[Source data Boundary: Start]

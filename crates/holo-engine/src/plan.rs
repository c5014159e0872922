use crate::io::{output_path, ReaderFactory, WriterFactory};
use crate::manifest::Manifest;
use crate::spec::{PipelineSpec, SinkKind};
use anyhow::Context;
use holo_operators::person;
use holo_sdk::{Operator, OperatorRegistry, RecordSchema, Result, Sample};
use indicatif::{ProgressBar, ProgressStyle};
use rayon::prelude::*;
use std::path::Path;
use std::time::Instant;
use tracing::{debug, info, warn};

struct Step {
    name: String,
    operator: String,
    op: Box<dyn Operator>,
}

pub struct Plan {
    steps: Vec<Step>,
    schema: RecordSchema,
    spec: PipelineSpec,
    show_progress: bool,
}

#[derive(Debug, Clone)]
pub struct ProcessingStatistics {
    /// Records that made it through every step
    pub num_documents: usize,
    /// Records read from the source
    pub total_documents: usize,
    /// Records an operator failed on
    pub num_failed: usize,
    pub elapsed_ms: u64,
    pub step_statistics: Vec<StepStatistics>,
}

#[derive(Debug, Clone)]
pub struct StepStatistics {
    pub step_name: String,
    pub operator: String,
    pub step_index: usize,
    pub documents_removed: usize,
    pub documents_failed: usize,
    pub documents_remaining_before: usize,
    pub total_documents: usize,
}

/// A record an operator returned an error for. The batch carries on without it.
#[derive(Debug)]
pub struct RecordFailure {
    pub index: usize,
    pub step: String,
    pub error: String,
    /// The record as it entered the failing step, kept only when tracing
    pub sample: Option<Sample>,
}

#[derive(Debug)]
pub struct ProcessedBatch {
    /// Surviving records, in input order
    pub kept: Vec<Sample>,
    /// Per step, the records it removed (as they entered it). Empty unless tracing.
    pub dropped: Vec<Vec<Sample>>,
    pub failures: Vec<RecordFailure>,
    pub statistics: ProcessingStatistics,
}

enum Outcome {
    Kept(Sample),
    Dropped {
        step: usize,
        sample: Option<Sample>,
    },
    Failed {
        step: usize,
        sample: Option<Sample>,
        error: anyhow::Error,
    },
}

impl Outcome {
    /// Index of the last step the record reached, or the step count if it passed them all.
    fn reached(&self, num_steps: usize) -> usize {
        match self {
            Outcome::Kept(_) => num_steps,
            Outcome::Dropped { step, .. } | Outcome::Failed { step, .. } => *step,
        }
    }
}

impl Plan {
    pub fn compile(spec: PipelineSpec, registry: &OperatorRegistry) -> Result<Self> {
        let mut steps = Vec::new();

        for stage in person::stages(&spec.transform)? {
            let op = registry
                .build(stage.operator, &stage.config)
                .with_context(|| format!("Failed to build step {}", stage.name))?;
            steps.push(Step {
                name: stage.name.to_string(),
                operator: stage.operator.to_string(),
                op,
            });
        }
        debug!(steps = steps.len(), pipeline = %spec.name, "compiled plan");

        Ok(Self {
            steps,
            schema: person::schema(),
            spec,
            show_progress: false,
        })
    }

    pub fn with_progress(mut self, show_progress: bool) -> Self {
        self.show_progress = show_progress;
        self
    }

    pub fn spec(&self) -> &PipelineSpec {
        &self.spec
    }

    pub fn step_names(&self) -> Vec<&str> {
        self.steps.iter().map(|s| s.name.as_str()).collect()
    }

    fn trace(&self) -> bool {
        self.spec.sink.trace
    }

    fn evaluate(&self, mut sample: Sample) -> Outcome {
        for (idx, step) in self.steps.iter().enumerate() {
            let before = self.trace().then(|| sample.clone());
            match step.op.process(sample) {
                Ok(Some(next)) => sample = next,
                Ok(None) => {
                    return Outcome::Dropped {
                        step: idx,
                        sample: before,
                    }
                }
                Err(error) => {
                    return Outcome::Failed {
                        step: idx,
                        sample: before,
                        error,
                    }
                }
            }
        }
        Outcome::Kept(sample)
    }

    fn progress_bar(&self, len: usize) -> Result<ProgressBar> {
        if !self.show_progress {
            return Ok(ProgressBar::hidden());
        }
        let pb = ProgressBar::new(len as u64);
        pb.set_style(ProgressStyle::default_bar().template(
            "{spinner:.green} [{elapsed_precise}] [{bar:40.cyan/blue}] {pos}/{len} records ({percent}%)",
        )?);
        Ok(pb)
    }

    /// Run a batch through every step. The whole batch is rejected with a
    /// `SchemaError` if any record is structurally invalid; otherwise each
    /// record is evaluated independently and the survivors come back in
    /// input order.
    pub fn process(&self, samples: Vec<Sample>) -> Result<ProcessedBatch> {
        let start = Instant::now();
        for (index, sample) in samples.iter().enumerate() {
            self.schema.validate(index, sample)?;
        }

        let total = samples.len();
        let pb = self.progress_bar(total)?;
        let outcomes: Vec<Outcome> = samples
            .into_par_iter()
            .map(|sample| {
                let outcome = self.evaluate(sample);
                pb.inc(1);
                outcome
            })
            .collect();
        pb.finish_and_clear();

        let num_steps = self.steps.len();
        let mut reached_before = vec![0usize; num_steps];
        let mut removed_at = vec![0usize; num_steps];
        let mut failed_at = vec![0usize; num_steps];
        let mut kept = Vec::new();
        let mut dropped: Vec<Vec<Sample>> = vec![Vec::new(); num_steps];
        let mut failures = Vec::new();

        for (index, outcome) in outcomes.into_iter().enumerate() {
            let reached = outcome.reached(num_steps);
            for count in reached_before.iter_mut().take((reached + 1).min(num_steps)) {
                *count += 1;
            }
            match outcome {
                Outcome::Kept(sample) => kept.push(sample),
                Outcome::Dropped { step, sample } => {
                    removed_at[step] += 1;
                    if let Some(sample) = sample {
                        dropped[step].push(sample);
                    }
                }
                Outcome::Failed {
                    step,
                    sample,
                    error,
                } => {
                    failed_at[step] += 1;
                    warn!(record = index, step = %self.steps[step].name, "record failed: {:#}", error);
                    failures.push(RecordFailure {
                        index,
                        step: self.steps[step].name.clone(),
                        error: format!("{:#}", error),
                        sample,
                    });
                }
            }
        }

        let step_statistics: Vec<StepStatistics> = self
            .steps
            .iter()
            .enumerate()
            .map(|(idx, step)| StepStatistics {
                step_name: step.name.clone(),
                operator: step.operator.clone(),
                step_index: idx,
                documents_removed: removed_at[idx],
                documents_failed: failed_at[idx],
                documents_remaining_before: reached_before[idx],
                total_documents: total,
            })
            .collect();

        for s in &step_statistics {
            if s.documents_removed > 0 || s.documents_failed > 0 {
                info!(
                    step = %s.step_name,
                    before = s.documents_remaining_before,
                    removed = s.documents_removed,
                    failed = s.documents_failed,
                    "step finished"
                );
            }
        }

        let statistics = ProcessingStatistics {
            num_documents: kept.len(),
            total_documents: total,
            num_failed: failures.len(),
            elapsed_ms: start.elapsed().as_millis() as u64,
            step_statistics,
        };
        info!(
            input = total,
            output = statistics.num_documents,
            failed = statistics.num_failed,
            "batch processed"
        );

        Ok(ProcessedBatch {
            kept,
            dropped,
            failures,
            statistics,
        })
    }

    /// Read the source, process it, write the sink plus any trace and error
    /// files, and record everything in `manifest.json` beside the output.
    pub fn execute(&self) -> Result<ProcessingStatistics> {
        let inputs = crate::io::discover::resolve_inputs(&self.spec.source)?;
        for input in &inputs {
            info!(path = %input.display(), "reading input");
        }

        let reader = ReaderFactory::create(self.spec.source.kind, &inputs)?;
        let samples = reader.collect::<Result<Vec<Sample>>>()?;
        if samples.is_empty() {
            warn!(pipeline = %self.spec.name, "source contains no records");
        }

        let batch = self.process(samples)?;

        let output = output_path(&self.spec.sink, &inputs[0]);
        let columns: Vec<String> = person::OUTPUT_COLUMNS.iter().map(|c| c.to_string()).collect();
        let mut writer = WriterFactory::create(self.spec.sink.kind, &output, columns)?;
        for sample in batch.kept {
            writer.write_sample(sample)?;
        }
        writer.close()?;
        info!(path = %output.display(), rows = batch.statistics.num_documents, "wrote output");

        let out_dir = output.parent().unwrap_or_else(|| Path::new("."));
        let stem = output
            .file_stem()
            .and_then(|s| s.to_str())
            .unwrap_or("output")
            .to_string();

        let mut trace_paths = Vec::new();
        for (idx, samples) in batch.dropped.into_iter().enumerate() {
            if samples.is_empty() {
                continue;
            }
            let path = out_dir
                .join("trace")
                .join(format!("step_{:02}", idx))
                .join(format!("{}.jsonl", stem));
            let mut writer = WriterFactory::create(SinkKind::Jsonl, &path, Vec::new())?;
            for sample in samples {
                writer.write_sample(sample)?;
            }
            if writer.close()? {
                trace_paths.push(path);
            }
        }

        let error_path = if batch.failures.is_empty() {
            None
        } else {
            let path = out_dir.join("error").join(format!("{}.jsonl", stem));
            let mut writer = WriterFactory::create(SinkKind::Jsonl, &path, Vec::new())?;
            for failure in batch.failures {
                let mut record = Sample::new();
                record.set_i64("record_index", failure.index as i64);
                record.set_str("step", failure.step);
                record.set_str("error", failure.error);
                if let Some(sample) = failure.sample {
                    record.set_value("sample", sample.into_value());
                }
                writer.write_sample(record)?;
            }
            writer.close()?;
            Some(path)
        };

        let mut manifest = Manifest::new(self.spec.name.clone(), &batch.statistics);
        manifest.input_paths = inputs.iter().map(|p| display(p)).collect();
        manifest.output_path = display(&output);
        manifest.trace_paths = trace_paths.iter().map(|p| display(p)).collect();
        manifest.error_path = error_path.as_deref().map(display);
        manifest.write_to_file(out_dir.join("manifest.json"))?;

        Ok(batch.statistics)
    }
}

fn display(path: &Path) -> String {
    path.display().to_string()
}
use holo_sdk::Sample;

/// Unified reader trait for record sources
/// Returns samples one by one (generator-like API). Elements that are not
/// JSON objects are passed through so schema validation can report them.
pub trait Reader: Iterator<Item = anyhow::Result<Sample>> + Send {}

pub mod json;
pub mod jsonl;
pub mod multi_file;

[Source data Boundary: End]
[Source data Boundary: Start]

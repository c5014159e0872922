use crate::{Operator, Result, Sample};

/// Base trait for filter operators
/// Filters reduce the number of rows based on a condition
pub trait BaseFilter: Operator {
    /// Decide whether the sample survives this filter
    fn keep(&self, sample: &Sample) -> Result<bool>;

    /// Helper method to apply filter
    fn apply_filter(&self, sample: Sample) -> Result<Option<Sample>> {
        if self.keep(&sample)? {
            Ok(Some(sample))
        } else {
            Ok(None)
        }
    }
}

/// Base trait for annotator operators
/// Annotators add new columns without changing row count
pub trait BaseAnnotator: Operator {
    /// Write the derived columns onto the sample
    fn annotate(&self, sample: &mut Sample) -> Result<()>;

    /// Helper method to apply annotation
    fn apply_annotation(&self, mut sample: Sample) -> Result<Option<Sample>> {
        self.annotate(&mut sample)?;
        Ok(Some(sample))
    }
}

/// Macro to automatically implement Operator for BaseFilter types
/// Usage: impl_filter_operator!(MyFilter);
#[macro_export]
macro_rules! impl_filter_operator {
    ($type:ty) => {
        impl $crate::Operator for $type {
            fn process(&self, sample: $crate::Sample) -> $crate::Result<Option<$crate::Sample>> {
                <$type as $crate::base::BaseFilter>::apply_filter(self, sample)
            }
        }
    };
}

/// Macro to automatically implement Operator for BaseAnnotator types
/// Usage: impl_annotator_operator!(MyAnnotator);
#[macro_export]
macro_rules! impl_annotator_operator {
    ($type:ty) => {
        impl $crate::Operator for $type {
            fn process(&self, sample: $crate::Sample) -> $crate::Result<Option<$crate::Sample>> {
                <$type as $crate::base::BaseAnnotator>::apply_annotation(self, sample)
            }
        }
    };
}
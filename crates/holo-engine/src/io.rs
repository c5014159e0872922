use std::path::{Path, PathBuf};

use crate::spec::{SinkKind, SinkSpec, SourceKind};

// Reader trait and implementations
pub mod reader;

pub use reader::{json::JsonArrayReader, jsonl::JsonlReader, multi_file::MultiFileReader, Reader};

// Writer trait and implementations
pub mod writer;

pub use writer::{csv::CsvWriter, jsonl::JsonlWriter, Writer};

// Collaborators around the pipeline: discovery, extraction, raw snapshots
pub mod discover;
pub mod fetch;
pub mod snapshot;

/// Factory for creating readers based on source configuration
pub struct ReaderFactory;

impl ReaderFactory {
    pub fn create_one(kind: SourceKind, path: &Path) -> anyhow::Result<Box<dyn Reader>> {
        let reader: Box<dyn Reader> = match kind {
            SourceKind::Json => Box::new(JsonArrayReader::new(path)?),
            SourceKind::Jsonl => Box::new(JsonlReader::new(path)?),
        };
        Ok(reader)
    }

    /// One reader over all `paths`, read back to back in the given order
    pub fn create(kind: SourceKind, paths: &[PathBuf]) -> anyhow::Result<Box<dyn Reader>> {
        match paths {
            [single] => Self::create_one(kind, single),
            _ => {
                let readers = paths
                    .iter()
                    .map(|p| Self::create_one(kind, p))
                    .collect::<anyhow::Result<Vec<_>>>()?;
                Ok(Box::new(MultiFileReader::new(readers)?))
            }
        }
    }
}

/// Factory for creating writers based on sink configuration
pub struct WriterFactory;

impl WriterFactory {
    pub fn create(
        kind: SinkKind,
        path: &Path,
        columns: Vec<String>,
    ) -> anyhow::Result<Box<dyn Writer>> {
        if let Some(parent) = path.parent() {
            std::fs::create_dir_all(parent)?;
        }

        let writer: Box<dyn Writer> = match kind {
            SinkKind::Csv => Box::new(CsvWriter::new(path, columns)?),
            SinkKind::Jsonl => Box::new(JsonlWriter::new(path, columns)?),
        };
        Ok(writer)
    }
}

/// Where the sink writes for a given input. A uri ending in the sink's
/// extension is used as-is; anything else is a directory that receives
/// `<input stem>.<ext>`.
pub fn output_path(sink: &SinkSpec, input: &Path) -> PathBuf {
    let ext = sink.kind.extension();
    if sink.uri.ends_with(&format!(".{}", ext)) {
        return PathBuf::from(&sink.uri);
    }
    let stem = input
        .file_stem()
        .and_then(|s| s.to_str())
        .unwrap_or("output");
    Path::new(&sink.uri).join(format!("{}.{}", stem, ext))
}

[Source data Boundary: End]
[Source data Boundary: Start]

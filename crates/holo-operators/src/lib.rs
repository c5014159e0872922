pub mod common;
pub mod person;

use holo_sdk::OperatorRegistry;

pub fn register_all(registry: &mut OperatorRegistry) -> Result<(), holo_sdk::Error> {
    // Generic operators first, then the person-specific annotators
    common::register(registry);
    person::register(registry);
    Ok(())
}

[Source data Boundary: End]

▸ **Your goal**: Tally the lines above that include "filename"; give only the tally.

▸ **Output for this exercise**: 3